Конечно, знаковые системы инвариантны, то есть у них нет открытого горизонта и «свободы» текущего переживания. Однако нельзя сказать с определенностью что-либо о степени совпадения между схемой выражения, которая определила коммуникационные акты, и моей схемой интерпретации. Вся интерпретация коммуникационных актов предшественников имеет характер субъективной вероятности. История философии предоставляет много свидетельств о спорах по поводу того, в чем состоит «правильный смысл» термина, то есть какой смысл вкладывался в него рассматриваемым философом. Другим более специфическим примером является спор о «подлинной» интерпретации произведений И. С. Баха в терминах «объективно данной» системы музыкальной нотации. Интерпретация коммуникационных актов современников, конечно, также имеет характер субъективной вероятности, но я могу проверить свою интерпретацию, задавая вопросы современнику, — если необходимо, то встретившись с ним лицом-к-лицу.

Важнейшая задача истории как науки — определить, какие события, действия, коммуникационные акты из целостной социальной действительности прошлого следует отбирать для интерпретации и реконструкции. Если мы сравним поток исторических событий с потоком наших собственных прошлых переживаний, мы обнаружим, что они одинаково продолжительны и многообразны. Все же последние имеют место в течение индивидуальной сознательной жизни, а первые — в объективном времени 82. Поток истории содержит анонимные события, и гомогенные события повторяются. Тем не менее все исторические события можно свести к подлинным переживаниям других людей, которые имели место в течение индивидуальной сознательной жизни и относились к спутникам и современникам.

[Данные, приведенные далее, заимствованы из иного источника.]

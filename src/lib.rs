//! Robust BBCode to HTML (or plain text) conversion with graceful
//! degradation: unknown and malformed tags become literal text, illegal
//! nesting is repaired instead of rejected, and output can be truncated,
//! escaped and templated safely.
//!
//! # Example
//!
//! ```
//! use bbmark::BBCode;
//!
//! let mut bbcode = BBCode::new();
//! assert_eq!(bbcode.parse("[b]hi[/b]"), "<b>hi</b>");
//! assert_eq!(bbcode.parse("[nope]x[/nope]"), "[nope]x[/nope]");
//! assert_eq!(bbcode.parse("[i][b]x[/i][/b]"), "<i><b>x</b></i>");
//! ```

mod config;
mod lexer;
mod parser;
mod rules;
mod template;
mod trim;
mod util;

pub use config::{Config, Emoji, TagMarker};
pub use lexer::{Lexer, LexerSnapshot, TagData, Token, TokenKind};
pub use parser::BBCode;
pub use rules::{
    builtins, CallbackResult, ClassSet, ContainmentClass, ContentPolicy, EndTagPolicy,
    RenderMode, RuleError, RuleSet, TagAction, TagCallback, TagInvocation, TagRule,
};
pub use template::fill;
pub use util::{
    basename, escape_html, is_valid_email, is_valid_url, unescape_html, url_encode, wikify,
};
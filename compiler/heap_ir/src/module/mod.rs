//! The module: owner of every value, type, and symbol.
//!
//! Values are stored in an arena indexed by [`ValueId`]. Each value's use
//! list is maintained as values are appended, so "who uses `v`" is a slice
//! lookup rather than a graph walk. Functions are registered in a
//! per-module symbol table, and constants are uniqued so that equal
//! constants share one value.

use rustc_hash::FxHashMap;
use smallvec::SmallVec;

use crate::constant::Constant;
use crate::layout::DataLayout;
use crate::ty::{TyIdx, TyKind, TypePool};
use crate::value::{BinOp, CastOp, Use, ValueData, ValueId, ValueKind};

mod build;

pub use build::{BuiltAlloc, MALLOC};

/// A compilation unit.
pub struct Module {
    name: String,
    types: TypePool,
    layout: Option<DataLayout>,
    values: Vec<ValueData>,
    /// Use list per value, indexed by `ValueId`.
    uses: Vec<SmallVec<[Use; 2]>>,
    symbols: FxHashMap<String, ValueId>,
    constants: FxHashMap<Constant, ValueId>,
}

impl Module {
    /// Create an empty module without a target layout.
    pub fn new(name: impl Into<String>) -> Self {
        Self {
            name: name.into(),
            types: TypePool::new(),
            layout: None,
            values: Vec::new(),
            uses: Vec::new(),
            symbols: FxHashMap::default(),
            constants: FxHashMap::default(),
        }
    }

    /// Attach a target layout.
    #[must_use]
    pub fn with_layout(mut self, layout: DataLayout) -> Self {
        self.layout = Some(layout);
        self
    }

    pub fn name(&self) -> &str {
        &self.name
    }

    pub fn types(&self) -> &TypePool {
        &self.types
    }

    pub fn types_mut(&mut self) -> &mut TypePool {
        &mut self.types
    }

    /// The module's target layout, if one was configured.
    pub fn layout(&self) -> Option<&DataLayout> {
        self.layout.as_ref()
    }

    pub fn set_layout(&mut self, layout: Option<DataLayout>) {
        self.layout = layout;
    }

    /// Number of values in the module.
    pub fn len(&self) -> usize {
        self.values.len()
    }

    pub fn is_empty(&self) -> bool {
        self.values.is_empty()
    }

    // ── Construction ────────────────────────────────────────────────

    /// Append a value and record it as a user of each of its operands.
    #[allow(clippy::cast_possible_truncation)] // modules never approach u32::MAX values
    fn push(&mut self, kind: ValueKind, ty: TyIdx) -> ValueId {
        let id = ValueId::new(self.values.len() as u32);
        for (operand, used) in kind.operands().into_iter().enumerate() {
            debug_assert!(used.index() < self.values.len(), "operand {used} defined after {id}");
            if let Some(list) = self.uses.get_mut(used.index()) {
                list.push(Use {
                    user: id,
                    operand: operand as u32,
                });
            }
        }
        self.values.push(ValueData { kind, ty });
        self.uses.push(SmallVec::new());
        id
    }

    /// Declare a function named `name` of function type `ty`.
    ///
    /// Returns the existing symbol if `name` is already declared.
    pub fn declare_function(&mut self, name: &str, ty: TyIdx) -> ValueId {
        if let Some(&existing) = self.symbols.get(name) {
            return existing;
        }
        let id = self.push(
            ValueKind::Function {
                name: name.to_string(),
            },
            ty,
        );
        self.symbols.insert(name.to_string(), id);
        id
    }

    /// Intern a constant, returning the existing value if an equal constant
    /// was already created.
    pub fn constant(&mut self, constant: Constant) -> ValueId {
        if let Some(&existing) = self.constants.get(&constant) {
            return existing;
        }
        let ty = constant.ty();
        let id = self.push(ValueKind::Constant(constant.clone()), ty);
        self.constants.insert(constant, id);
        id
    }

    /// Intern an integer literal.
    pub fn const_int(&mut self, ty: TyIdx, value: u64) -> ValueId {
        self.constant(Constant::int(ty, value))
    }

    pub fn argument(&mut self, index: u32, ty: TyIdx) -> ValueId {
        self.push(ValueKind::Argument { index }, ty)
    }

    /// Call `callee` with `args`. The result type is the callee's declared
    /// return type, or `void` when the callee is not a function.
    pub fn call(&mut self, callee: ValueId, args: &[ValueId]) -> ValueId {
        let ty = match self.ty(callee).and_then(|ty| self.types.get(ty)) {
            Some(TyKind::Function { ret, .. }) => *ret,
            _ => TyIdx::VOID,
        };
        self.push(
            ValueKind::Call {
                callee,
                args: args.iter().copied().collect(),
            },
            ty,
        )
    }

    pub fn cast(&mut self, op: CastOp, operand: ValueId, ty: TyIdx) -> ValueId {
        self.push(ValueKind::Cast { op, operand }, ty)
    }

    /// Reinterpret `operand` as `ty`.
    pub fn bitcast(&mut self, operand: ValueId, ty: TyIdx) -> ValueId {
        self.cast(CastOp::BitCast, operand, ty)
    }

    pub fn binary(&mut self, op: BinOp, lhs: ValueId, rhs: ValueId) -> ValueId {
        let ty = self.ty(lhs).unwrap_or(TyIdx::NONE);
        self.push(ValueKind::Binary { op, lhs, rhs }, ty)
    }

    pub fn mul(&mut self, lhs: ValueId, rhs: ValueId) -> ValueId {
        self.binary(BinOp::Mul, lhs, rhs)
    }

    pub fn store(&mut self, value: ValueId, ptr: ValueId) -> ValueId {
        self.push(ValueKind::Store { value, ptr }, TyIdx::VOID)
    }

    pub fn ret(&mut self, value: Option<ValueId>) -> ValueId {
        self.push(ValueKind::Return { value }, TyIdx::VOID)
    }

    // ── Queries ─────────────────────────────────────────────────────

    /// True if `v` was allocated by this module.
    pub fn contains(&self, v: ValueId) -> bool {
        v.index() < self.values.len()
    }

    pub fn get(&self, v: ValueId) -> Option<&ValueData> {
        self.values.get(v.index())
    }

    pub fn kind(&self, v: ValueId) -> Option<&ValueKind> {
        self.get(v).map(|data| &data.kind)
    }

    pub fn ty(&self, v: ValueId) -> Option<TyIdx> {
        self.get(v).map(|data| data.ty)
    }

    /// The constant `v` holds, if `v` is a constant.
    pub fn as_constant(&self, v: ValueId) -> Option<&Constant> {
        match self.kind(v)? {
            ValueKind::Constant(c) => Some(c),
            _ => None,
        }
    }

    /// Operand `index` of `v`, in [`ValueKind::operands`] order.
    pub fn operand(&self, v: ValueId, index: usize) -> Option<ValueId> {
        self.kind(v)?.operands().get(index).copied()
    }

    /// The use list of `v`, in creation order. Empty for unknown values.
    pub fn uses(&self, v: ValueId) -> &[Use] {
        self.uses.get(v.index()).map_or(&[][..], |list| list.as_slice())
    }

    pub fn use_count(&self, v: ValueId) -> usize {
        self.uses(v).len()
    }

    pub fn has_one_use(&self, v: ValueId) -> bool {
        self.use_count(v) == 1
    }

    /// Look up a function symbol by name.
    pub fn function(&self, name: &str) -> Option<ValueId> {
        self.symbols.get(name).copied()
    }
}
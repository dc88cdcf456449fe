//! Value graph IR for heap allocation analysis.
//!
//! This crate provides:
//!
//! - **Types** ([`TyIdx`], [`TypePool`]): interned LLVM-style types with
//!   typed pointers, so a pointer's pointee can be recovered.
//!
//! - **Values** ([`Module`], [`ValueId`], [`ValueKind`]): an arena of
//!   values with per-value use lists and a per-module function symbol table.
//!
//! - **Constants** ([`Constant`]): uniqued integer literals and constant
//!   expressions (`sizeof`, `trunc`, `zext`, `mul`).
//!
//! - **Layout** ([`DataLayout`]): target sizes and alignments, configured
//!   from LLVM-style layout strings.
//!
//! - **Folding** ([`ConstFold`], [`Folder`]): evaluation of constant
//!   expressions to literals given an optional layout.
//!
//! The graph is append-only: values are never removed or rewritten, so a
//! `&Module` is a stable snapshot for any number of readers.

pub mod constant;
pub mod fold;
pub mod layout;
pub mod module;
pub mod ty;
pub mod value;

pub use constant::Constant;
pub use fold::{ConstFold, Folder};
pub use layout::{DataLayout, Endian, LayoutError};
pub use module::{BuiltAlloc, Module, MALLOC};
pub use ty::{TyDisplay, TyIdx, TyKind, TypePool};
pub use value::{BinOp, CastOp, Use, ValueData, ValueId, ValueKind};
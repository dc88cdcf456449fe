//! Canonical heap allocation emission.
//!
//! Lowering turns `new T` and `new T[n]` into a call to the byte allocator
//! followed by a bitcast of its `i8*` result to `T*`. The element type and
//! element count survive only in the shape of the size argument:
//!
//! | Source | Size argument |
//! |---|---|
//! | `new T` (or count constant `1`) | `sizeof(T)` |
//! | `new T[n]`, `n` constant | constant `n * sizeof(T)` |
//! | `new T[n]`, `n` runtime | `mul n, sizeof(T)` instruction |
//!
//! `sizeof(T)` and the count are coerced to the allocator's size type in
//! every case; a runtime count of another width gets a `trunc` or `zext`.

use crate::constant::Constant;
use crate::ty::TyIdx;
use crate::value::{CastOp, ValueId};

use super::Module;

/// Name of the byte allocation function.
pub const MALLOC: &str = "malloc";

/// Values produced by [`Module::build_alloc`].
#[derive(Clone, Copy, Debug, PartialEq, Eq)]
pub struct BuiltAlloc {
    /// The allocation call.
    pub call: ValueId,
    /// The size argument passed to the call.
    pub size: ValueId,
    /// The bitcast to `elem*`; absent when `elem` is `i8`.
    pub cast: Option<ValueId>,
}

impl Module {
    /// Emit an allocation of `count` elements of type `elem` (one element
    /// when `count` is `None`), declaring `malloc` with size type `size_ty`
    /// if the module does not already declare it.
    pub fn build_alloc(&mut self, elem: TyIdx, size_ty: TyIdx, count: Option<ValueId>) -> BuiltAlloc {
        let elem_size = Constant::size_of(elem).coerce_int(size_ty, self.types());

        let size = match count {
            None => self.constant(elem_size),
            Some(count) => match self.as_constant(count).cloned() {
                Some(c) if c.is_one() => self.constant(elem_size),
                Some(c) => {
                    let c = c.coerce_int(size_ty, self.types());
                    self.constant(Constant::mul(c, elem_size))
                }
                None => {
                    let count = self.coerce_count(count, size_ty);
                    let elem_size = self.constant(elem_size);
                    self.mul(count, elem_size)
                }
            },
        };

        let malloc_ty = self.types_mut().function(&[size_ty], TyIdx::I8_PTR);
        let malloc = self.declare_function(MALLOC, malloc_ty);
        let call = self.call(malloc, &[size]);

        let elem_ptr = self.types_mut().pointer(elem);
        let cast = (elem_ptr != TyIdx::I8_PTR).then(|| self.bitcast(call, elem_ptr));

        BuiltAlloc { call, size, cast }
    }

    /// `trunc` or `zext` a runtime count to `size_ty`; unchanged when the
    /// widths already agree or either width is unknown.
    fn coerce_count(&mut self, count: ValueId, size_ty: TyIdx) -> ValueId {
        let from = self.ty(count).and_then(|ty| self.types().int_bits(ty));
        let to = self.types().int_bits(size_ty);
        match (from, to) {
            (Some(from), Some(to)) if from > to => self.cast(CastOp::Trunc, count, size_ty),
            (Some(from), Some(to)) if from < to => self.cast(CastOp::ZExt, count, size_ty),
            _ => count,
        }
    }
}
//! Array element count extraction.
//!
//! Undoes the size computation the array pattern matched:
//!
//! - not an array → constant `1` at the size argument's width;
//! - element size folds to `1` → the size argument is the count;
//! - constant size → the count embedded in the constant;
//! - `count * element_size` → `count`.

use heap_ir::{Constant, Module, TyIdx, ValueId};

use crate::array::{ElementSize, SizeShape};
use crate::{AllocAnalysis, ContractViolation};

/// An element count: either an existing value of the graph, or a constant
/// computed by the analysis. Always typed like the call's size argument.
#[derive(Clone, Debug, PartialEq, Eq)]
#[cfg_attr(feature = "cache", derive(serde::Serialize, serde::Deserialize))]
pub enum ArraySize {
    /// A value already present in the module.
    Value(ValueId),
    /// A constant that need not exist in the module.
    Constant(Constant),
}

impl ArraySize {
    /// The integer type of the count.
    pub fn ty(&self, module: &Module) -> Option<TyIdx> {
        match self {
            ArraySize::Value(v) => module.ty(*v),
            ArraySize::Constant(c) => Some(c.ty()),
        }
    }

    pub fn as_value(&self) -> Option<ValueId> {
        match self {
            ArraySize::Value(v) => Some(*v),
            ArraySize::Constant(_) => None,
        }
    }

    pub fn as_constant(&self) -> Option<&Constant> {
        match self {
            ArraySize::Value(_) => None,
            ArraySize::Constant(c) => Some(c),
        }
    }

    /// True for the "one object" answer given to non-array allocations.
    pub fn is_one(&self) -> bool {
        self.as_constant().is_some_and(Constant::is_one)
    }
}

impl AllocAnalysis<'_> {
    /// Number of elements an allocation call allocates.
    ///
    /// Non-array allocations answer constant `1`, whatever their size
    /// argument. Requires an allocation call; an array-classified constant
    /// size that carries no count is reported as malformed.
    pub fn array_element_count(&self, call: ValueId) -> Result<ArraySize, ContractViolation> {
        self.expect_alloc_call(call)?;
        let size = self.size_argument(call)?;

        let Some(matched) = self.match_array(call) else {
            let size_ty = self.module.ty(size).unwrap_or(TyIdx::NONE);
            return Ok(ArraySize::Constant(Constant::int(size_ty, 1)));
        };

        // Byte-sized elements: the byte count is the element count.
        if matched.elem_size.is_one() {
            return Ok(ArraySize::Value(matched.size));
        }

        match matched.shape {
            SizeShape::Mul { count } => Ok(ArraySize::Value(count)),
            SizeShape::Constant(c) => self.constant_count(call, c, &matched.elem_size),
        }
    }

    /// Count embedded in a constant size: the left operand of a constant
    /// `count * element_size`, or a literal divided by the folded element
    /// size when it divides evenly.
    fn constant_count(
        &self,
        call: ValueId,
        size: &Constant,
        elem_size: &ElementSize,
    ) -> Result<ArraySize, ContractViolation> {
        if let Constant::Mul(count, scale) = size {
            if self.same_constant(scale, elem_size) {
                return Ok(ArraySize::Constant((**count).clone()));
            }
        }

        let total = self.fold(size).as_ref().and_then(Constant::as_int);
        match (total, elem_size.folded_value()) {
            (Some(total), Some(unit)) if unit != 0 && total % unit == 0 => {
                Ok(ArraySize::Constant(Constant::int(size.ty(), total / unit)))
            }
            _ => Err(ContractViolation::MalformedSizeArgument { call }),
        }
    }
}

Это были переживания, которые имели место в мы-отношениях и они-отношениях. Индивиды, вовлеченные в такого рода отношения, менялись от одного поколения к другому. Спутники стали предшественниками: в некотором роде продолжительное мы-отношение существует от зари человечества до настоящего дня. Конкретные индивиды в отношении следуют друг за другом, конкретные переживания меняются, но отношение сохраняется. Это видение истории, хотя и позволяет метафизические интерпретации, само по себе является не метафизическим, а скорее необходимым условием для единства нашего переживания не только мира, но и социальной действительности вообще. Оно также является условием для концепции истории как процесса, имеющего смысл для ее субъектов. Исходным пунктом для исторической интерпретации может быть объективный смысловой контекст совершившихся событий, завершенных действий; но им может быть также субъективный смысловой контекст некоторого Мы, в который помещено каждое действие. Поэтому может существовать как «история объективных фактов», так и история поведения, имеющая смысл для индивидуальных исторических субъектов.

Чтобы завершить обсуждение различных регионов социальной действительности, мы кратко опишем главные черты мира преемников. Эта область полностью неопределенна и неопределима. Поэтому наше поведение не может быть ориентировано на мир преемников никакими своими характеристиками, кроме как просто знанием, что этот неопределенный мир будет существовать. Мы не можем постигнуть эту область социальной действительности никаким образом, даже через типизацию. Этот метод, возникающий при переживании спутников, современников и предшественников, нельзя обоснованно применить к действительности, для которой у нас нет никаких принципов интерпретации, основанных на переживании. Типизирующие схемы, полученные из нашего переживания спутников и современников, о которых мы можем предположить, что они нам предшествуют, мы можем применять только по отношению к ним.

Таким образом, с определенной долей правдоподобия мы постигаем характер переходного региона между миром современников и миром преемников. Однако чем дальше отстоит этот регион от реального мы-отношения или они-отношения, тем более неявны интерпретации, с помощью которых мы пытаемся его понять. Мир подлинных преемников абсолютно свободен и находится по ту сторону моего понимания. Вера в исторический закон, стоящий над историей, с помощью которого можно объяснить не только прошлое, но и настоящее, а также предсказать будущее, не имеет, очевидно, никакого основания в природе переживания человеком социальной действительности.